WHAT IS BEING ASKED:
Once you find the line with "maps.old = AHashMap::new();" in the data that follows, repeat it and every line after it exactly, through the line with "assert_eq!(map.old_len(), 0);".

PROVIDED RECORDS:

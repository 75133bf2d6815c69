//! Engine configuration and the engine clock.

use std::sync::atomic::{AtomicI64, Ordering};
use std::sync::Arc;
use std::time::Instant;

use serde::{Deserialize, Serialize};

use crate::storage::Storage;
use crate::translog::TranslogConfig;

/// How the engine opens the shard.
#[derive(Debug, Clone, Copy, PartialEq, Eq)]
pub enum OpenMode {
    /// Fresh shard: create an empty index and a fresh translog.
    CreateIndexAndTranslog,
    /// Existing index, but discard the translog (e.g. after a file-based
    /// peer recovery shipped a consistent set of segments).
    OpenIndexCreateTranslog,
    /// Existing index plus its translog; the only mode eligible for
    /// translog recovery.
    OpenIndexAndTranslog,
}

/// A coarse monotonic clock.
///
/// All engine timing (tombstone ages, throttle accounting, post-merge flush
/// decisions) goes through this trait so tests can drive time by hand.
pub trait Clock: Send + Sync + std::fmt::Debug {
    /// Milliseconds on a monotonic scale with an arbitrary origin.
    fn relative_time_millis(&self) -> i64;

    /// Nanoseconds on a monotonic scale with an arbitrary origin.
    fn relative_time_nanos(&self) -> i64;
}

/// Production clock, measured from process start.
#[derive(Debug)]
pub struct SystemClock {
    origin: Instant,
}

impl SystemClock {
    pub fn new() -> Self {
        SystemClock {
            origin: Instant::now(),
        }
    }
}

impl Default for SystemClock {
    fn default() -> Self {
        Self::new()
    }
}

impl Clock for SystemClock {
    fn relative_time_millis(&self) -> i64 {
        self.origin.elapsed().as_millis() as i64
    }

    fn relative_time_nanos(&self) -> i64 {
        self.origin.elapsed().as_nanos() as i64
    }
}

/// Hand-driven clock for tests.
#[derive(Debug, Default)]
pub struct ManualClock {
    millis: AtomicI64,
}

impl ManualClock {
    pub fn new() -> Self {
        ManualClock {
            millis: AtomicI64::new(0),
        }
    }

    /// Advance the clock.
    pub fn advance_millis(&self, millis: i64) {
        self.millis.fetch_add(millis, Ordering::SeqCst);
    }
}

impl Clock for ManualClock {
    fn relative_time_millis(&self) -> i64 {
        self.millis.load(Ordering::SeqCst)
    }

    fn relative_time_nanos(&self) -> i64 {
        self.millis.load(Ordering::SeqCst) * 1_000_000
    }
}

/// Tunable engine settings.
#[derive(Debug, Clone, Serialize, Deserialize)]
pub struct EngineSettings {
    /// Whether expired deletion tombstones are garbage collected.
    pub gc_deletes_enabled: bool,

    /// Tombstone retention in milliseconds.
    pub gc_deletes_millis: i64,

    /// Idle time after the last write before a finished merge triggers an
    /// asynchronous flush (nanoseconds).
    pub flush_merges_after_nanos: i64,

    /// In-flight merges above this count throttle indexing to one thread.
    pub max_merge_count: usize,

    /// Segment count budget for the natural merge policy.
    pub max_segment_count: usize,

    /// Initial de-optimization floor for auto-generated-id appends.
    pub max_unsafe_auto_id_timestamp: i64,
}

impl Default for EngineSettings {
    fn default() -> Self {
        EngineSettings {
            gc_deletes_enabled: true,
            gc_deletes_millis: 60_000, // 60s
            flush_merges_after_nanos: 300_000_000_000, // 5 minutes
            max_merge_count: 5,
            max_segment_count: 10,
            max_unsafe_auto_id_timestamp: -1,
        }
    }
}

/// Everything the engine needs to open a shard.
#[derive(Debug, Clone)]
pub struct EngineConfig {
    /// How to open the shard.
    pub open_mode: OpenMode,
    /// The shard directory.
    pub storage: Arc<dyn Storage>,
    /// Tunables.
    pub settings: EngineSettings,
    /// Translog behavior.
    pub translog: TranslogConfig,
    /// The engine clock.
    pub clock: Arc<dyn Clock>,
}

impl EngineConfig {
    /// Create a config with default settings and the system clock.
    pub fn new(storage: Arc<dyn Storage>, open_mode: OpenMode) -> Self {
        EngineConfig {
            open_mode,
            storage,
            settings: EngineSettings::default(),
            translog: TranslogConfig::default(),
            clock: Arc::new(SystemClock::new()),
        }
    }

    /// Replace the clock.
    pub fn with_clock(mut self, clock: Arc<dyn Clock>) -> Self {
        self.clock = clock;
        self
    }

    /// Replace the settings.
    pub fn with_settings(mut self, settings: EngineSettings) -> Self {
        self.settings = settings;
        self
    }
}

==

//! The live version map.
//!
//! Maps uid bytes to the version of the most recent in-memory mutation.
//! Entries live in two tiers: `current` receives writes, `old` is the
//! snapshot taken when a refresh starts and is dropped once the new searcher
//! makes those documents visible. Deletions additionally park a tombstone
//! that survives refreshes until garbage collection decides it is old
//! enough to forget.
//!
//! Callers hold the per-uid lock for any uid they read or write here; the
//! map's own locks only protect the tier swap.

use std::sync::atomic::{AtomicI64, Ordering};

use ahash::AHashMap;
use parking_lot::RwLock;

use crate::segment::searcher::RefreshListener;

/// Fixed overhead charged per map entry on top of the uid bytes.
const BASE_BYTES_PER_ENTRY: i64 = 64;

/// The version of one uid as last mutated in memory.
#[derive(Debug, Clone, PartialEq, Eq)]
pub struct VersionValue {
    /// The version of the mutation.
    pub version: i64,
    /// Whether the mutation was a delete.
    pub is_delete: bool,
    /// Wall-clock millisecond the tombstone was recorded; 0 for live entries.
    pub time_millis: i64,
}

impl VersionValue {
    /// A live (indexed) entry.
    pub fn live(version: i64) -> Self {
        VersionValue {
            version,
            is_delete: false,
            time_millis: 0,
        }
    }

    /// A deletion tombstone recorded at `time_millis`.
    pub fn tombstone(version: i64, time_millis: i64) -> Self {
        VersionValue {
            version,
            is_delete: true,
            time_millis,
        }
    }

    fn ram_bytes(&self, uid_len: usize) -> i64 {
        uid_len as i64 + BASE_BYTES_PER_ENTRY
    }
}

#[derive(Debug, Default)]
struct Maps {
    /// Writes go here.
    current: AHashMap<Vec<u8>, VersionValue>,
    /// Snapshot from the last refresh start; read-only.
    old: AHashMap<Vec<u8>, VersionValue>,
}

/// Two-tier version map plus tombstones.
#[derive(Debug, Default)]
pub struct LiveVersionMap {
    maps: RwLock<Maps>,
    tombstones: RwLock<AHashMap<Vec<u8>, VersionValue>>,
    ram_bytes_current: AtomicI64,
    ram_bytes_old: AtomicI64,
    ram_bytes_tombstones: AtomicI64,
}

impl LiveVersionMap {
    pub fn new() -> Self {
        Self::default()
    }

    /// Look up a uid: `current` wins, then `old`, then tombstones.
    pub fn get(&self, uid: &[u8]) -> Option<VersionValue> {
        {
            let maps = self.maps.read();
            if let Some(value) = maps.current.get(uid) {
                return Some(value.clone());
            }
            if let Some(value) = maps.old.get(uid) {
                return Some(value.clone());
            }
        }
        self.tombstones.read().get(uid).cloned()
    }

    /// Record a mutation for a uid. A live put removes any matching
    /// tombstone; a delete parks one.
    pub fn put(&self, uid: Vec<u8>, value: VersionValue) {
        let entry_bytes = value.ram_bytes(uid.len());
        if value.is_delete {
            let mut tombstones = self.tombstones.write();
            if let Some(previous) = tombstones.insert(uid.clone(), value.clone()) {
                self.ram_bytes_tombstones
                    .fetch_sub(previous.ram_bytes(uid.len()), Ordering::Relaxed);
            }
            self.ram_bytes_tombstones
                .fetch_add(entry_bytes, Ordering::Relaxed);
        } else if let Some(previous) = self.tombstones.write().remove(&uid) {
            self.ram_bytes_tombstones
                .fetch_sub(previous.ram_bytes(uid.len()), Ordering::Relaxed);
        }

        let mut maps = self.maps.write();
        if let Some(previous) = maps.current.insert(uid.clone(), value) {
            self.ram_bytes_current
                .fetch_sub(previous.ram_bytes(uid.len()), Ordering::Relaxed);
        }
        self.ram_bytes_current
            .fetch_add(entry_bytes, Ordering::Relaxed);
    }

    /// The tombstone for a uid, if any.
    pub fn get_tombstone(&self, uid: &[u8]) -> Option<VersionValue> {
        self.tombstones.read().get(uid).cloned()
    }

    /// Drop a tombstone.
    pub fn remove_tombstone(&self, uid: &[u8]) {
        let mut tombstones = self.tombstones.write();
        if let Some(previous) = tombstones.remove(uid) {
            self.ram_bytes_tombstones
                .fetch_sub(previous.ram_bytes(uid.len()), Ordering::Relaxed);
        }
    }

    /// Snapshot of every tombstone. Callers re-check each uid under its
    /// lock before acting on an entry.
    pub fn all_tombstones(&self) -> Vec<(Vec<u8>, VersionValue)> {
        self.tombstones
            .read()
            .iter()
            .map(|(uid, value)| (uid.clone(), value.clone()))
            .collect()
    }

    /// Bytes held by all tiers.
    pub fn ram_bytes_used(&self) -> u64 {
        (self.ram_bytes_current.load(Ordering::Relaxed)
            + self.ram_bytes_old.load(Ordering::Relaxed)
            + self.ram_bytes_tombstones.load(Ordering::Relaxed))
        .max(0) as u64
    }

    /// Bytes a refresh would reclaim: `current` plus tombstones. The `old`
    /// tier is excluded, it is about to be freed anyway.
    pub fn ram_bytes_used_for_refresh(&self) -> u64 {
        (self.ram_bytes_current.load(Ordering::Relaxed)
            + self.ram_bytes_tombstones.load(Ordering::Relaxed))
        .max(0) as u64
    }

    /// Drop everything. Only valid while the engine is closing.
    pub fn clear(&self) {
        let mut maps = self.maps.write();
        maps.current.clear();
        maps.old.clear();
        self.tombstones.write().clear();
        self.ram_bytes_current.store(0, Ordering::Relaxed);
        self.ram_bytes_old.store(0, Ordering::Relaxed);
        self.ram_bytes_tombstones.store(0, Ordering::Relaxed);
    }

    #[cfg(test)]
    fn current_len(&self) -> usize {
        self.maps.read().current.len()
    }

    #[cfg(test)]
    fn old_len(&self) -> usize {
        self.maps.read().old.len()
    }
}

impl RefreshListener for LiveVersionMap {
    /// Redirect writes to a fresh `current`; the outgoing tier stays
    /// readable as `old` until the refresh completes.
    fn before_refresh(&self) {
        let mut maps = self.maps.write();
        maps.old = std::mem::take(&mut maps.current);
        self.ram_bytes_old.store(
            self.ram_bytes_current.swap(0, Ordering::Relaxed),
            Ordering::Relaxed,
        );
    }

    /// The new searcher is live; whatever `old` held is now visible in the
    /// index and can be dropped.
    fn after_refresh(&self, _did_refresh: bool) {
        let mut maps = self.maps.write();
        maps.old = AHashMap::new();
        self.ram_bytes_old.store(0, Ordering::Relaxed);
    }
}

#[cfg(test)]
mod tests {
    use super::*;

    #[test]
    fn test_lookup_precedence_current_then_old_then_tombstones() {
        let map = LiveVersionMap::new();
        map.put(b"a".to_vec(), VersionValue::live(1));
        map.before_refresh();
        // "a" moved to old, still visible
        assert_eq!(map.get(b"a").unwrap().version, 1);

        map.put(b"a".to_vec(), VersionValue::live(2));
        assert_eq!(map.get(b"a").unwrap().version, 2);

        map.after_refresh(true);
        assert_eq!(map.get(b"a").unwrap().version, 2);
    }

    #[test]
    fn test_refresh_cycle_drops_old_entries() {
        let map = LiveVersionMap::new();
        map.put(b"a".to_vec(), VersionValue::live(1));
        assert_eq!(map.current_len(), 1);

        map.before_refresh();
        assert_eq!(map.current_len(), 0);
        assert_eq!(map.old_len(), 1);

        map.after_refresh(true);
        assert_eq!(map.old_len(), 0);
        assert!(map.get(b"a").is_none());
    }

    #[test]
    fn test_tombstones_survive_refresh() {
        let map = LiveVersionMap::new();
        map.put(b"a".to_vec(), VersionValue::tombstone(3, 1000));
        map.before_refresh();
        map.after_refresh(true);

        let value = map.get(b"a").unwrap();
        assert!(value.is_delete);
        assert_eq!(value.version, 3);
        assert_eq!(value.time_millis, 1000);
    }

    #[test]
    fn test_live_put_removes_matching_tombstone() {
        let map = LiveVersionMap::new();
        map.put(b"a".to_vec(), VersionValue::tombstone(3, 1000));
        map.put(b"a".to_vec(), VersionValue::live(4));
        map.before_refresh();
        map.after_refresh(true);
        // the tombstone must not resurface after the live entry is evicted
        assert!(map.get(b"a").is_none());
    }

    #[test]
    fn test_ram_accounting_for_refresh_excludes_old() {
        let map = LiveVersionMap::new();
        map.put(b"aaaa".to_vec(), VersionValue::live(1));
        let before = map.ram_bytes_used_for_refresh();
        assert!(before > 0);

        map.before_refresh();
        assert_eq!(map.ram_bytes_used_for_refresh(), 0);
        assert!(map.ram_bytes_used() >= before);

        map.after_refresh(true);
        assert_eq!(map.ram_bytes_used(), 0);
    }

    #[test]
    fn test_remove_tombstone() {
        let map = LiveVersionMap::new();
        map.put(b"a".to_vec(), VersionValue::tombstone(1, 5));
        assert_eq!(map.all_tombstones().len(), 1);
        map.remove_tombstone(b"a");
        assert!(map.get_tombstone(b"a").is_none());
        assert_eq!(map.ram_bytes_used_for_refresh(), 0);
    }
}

EXERCISE RESPONSE:
        maps.old = AHashMap::new();
        self.ram_bytes_old.store(0, Ordering::Relaxed);
    }
}

#[cfg(test)]
mod tests {
    use super::*;

    #[test]
    fn test_lookup_precedence_current_then_old_then_tombstones() {
        let map = LiveVersionMap::new();
        map.put(b"a".to_vec(), VersionValue::live(1));
        map.before_refresh();
        // "a" moved to old, still visible
        assert_eq!(map.get(b"a").unwrap().version, 1);

        map.put(b"a".to_vec(), VersionValue::live(2));
        assert_eq!(map.get(b"a").unwrap().version, 2);

        map.after_refresh(true);
        assert_eq!(map.get(b"a").unwrap().version, 2);
    }

    #[test]
    fn test_refresh_cycle_drops_old_entries() {
        let map = LiveVersionMap::new();
        map.put(b"a".to_vec(), VersionValue::live(1));
        assert_eq!(map.current_len(), 1);

        map.before_refresh();
        assert_eq!(map.current_len(), 0);
        assert_eq!(map.old_len(), 1);

        map.after_refresh(true);
        assert_eq!(map.old_len(), 0);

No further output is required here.